The .htaccess script (which is common not only with wordpress ( [codex.wordpress.org...] ), but with drupal and other CMS'es),
doesn't mean it's good code.
It is indeed standard and common to WP and Drupal and is used without problem on millions of sites. True, that doesn't mean it's "good" code - the KSES code that was shared across Wordpress, Drupal, Moodle and others made them all vulnerable to XSS attacks in 2010. But in general, a site will work fine with the distro .htaccess and compared to the Pages/Posts issue, this is minor.
g1smd's point in mentioning it, is that the standard .htaccess file for these CMSes has somewhat expensive file system lookups that can be avoided and you can gain some easy efficiency by modernizing your .htaccess file to the more efficient one that JDMorgan, g1smd and others banged out. See the relevant threads on
Joomla: [webmasterworld.com...] and [webmasterworld.com...]
What WP is doing is SERVING CONTENT from one location while pretending to live at a different location.
This only makes sense if you do not think in terms of Tim Berners-Lee's original Axiom of URI Opacity
The only thing you can use an identifier for is to refer to an object. When you are not dereferencing, you should not look at the contents of the URI string to gain other information.
He follows up with an example in somewhat simpler language:
For example, within an HTTP identifier, even when access is made to the object, the client machine looks at the first part of the identifier to determine which server machine to talk to and from then on the rest of the string is defined to be opaque to the client. That is the client does not look inside it, it can not deduce an information from the characters in that identifier.
It is a violation of the Axiom of URI Opacity to think in terms of "pretending to live at a different location." A URL can't pretend anything. It simply points to a resource in a way that should be opaque to the user and the user agent. It's up to the script and the server to decide how this maps to a given resource which may or may not exist as a file. In other words, the URL is not "pretending" to point to a file on the file system, but is actually pointing to an object that is constructed in a black box either from a simple file lookup or a thousand rows from a hundred tables in six different databases.
Once you are in WordPress, the "real" underlying name of the page isn't html any longer though is it?

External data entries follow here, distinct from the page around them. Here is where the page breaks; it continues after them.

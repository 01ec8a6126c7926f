//! Query client
//!
//! Binds a [`Transport`] and default [`QueryOptions`] to the aggregation
//! engine. Every call validates its request, merges its
//! [`OptionOverrides`] over the defaults and starts a fresh driver, so
//! calls running concurrently on one client never share state.

use crate::config::{OptionOverrides, QueryOptions};
use crate::continuation::Continuation;
use crate::engine::{
    IncrementalPages, PageBatches, PageDriver, PageTarget, RevisionBatches, RevisionDriver,
    RevisionSearch, RevisionTarget,
};
use crate::error::Result;
use crate::locate::{Page, Revision};
use crate::request::{QueryRequest, QueryTarget};
use crate::transport::Transport;
use crate::types::{EntityId, QueryParams};
use std::sync::Arc;
use tracing::debug;

/// Aggregating client for one API endpoint
#[derive(Clone)]
pub struct QueryClient {
    transport: Arc<dyn Transport>,
    options: QueryOptions,
}

impl QueryClient {
    /// Create a client with default options
    pub fn new(transport: impl Transport + 'static) -> Self {
        Self::from_shared(Arc::new(transport))
    }

    /// Create a client over a shared transport
    pub fn from_shared(transport: Arc<dyn Transport>) -> Self {
        Self {
            transport,
            options: QueryOptions::default(),
        }
    }

    /// Replace the default options
    #[must_use]
    pub fn with_options(mut self, options: QueryOptions) -> Self {
        self.options = options;
        self
    }

    /// The default options
    pub fn options(&self) -> &QueryOptions {
        &self.options
    }

    /// The complete page with the given title
    pub async fn full_page_by_title(
        &self,
        title: &str,
        params: QueryParams,
        overrides: &OptionOverrides,
    ) -> Result<Option<Page>> {
        let (source, options) =
            self.start(QueryTarget::Title(title.to_string()), params, overrides)?;
        PageDriver::new(source, PageTarget::Title(title.to_string()), options)
            .run()
            .await
    }

    /// The complete page with the given id
    pub async fn full_page_by_id(
        &self,
        page_id: &EntityId,
        params: QueryParams,
        overrides: &OptionOverrides,
    ) -> Result<Option<Page>> {
        let (source, options) =
            self.start(QueryTarget::PageId(page_id.clone()), params, overrides)?;
        PageDriver::new(source, PageTarget::Id(page_id.clone()), options)
            .run()
            .await
    }

    /// The page with the given title, as merged after each productive response
    pub fn incremental_page_by_title(
        &self,
        title: &str,
        params: QueryParams,
        overrides: &OptionOverrides,
    ) -> Result<IncrementalPages> {
        let (source, options) =
            self.start(QueryTarget::Title(title.to_string()), params, overrides)?;
        Ok(PageDriver::new(source, PageTarget::Title(title.to_string()), options).incremental())
    }

    /// The complete revision with the given id
    pub async fn full_revision_by_id(
        &self,
        rev_id: &EntityId,
        params: QueryParams,
        overrides: &OptionOverrides,
    ) -> Result<Option<Revision>> {
        let (source, options) =
            self.start(QueryTarget::RevisionId(rev_id.clone()), params, overrides)?;
        RevisionDriver::new(source, RevisionTarget(rev_id.clone()), options)
            .run()
            .await
    }

    /// Search for a revision, stopping as soon as it is located
    pub fn potential_revision_by_id(
        &self,
        rev_id: &EntityId,
        params: QueryParams,
        overrides: &OptionOverrides,
    ) -> Result<RevisionSearch<Continuation>> {
        let (source, options) =
            self.start(QueryTarget::RevisionId(rev_id.clone()), params, overrides)?;
        Ok(RevisionSearch::new(source, rev_id.clone(), &options))
    }

    /// Every page produced by `generator`, batch by batch
    pub fn full_pages(
        &self,
        generator: &str,
        params: QueryParams,
        overrides: &OptionOverrides,
    ) -> Result<PageBatches<Continuation>> {
        let (source, options) =
            self.start(QueryTarget::Generator(generator.to_string()), params, overrides)?;
        Ok(PageBatches::new(source, options))
    }

    /// Every revision of the pages produced by `generator`, batch by batch
    pub fn full_revisions(
        &self,
        generator: &str,
        params: QueryParams,
        overrides: &OptionOverrides,
    ) -> Result<RevisionBatches<Continuation>> {
        let (source, options) =
            self.start(QueryTarget::Generator(generator.to_string()), params, overrides)?;
        Ok(RevisionBatches::new(source, options))
    }

    /// Validate a request and open its continuation
    fn start(
        &self,
        target: QueryTarget,
        params: QueryParams,
        overrides: &OptionOverrides,
    ) -> Result<(Continuation, QueryOptions)> {
        let request = QueryRequest::new(target, params)?;
        let options = self.options.merged(overrides);
        debug!(request = ?request.target(), options = ?options, "Starting logical request");
        Ok((
            Continuation::new(Arc::clone(&self.transport), request.to_params()),
            options,
        ))
    }
}

impl std::fmt::Debug for QueryClient {
    fn fmt(&self, f: &mut std::fmt::Formatter<'_>) -> std::fmt::Result {
        f.debug_struct("QueryClient")
            .field("options", &self.options)
            .finish_non_exhaustive()
    }
}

It's .php.
I'm not sure what you mean by "name" here since we have URLs, meta titles, H1s and other things, but no names. Assuming you mean URL, I must again emphatically say NO!, the URL in the address bar is the "real" location of the page. The server can dereference that URL any way it wants and to see page.html being the "fake" one and index.php being the real one can't be so -- the PHP files in Wordpress have no content so they are not pages in any sense at all. Again to say otherwise violates the Axiom of Opacity. Neo, there is no real and fake. There is only the URL.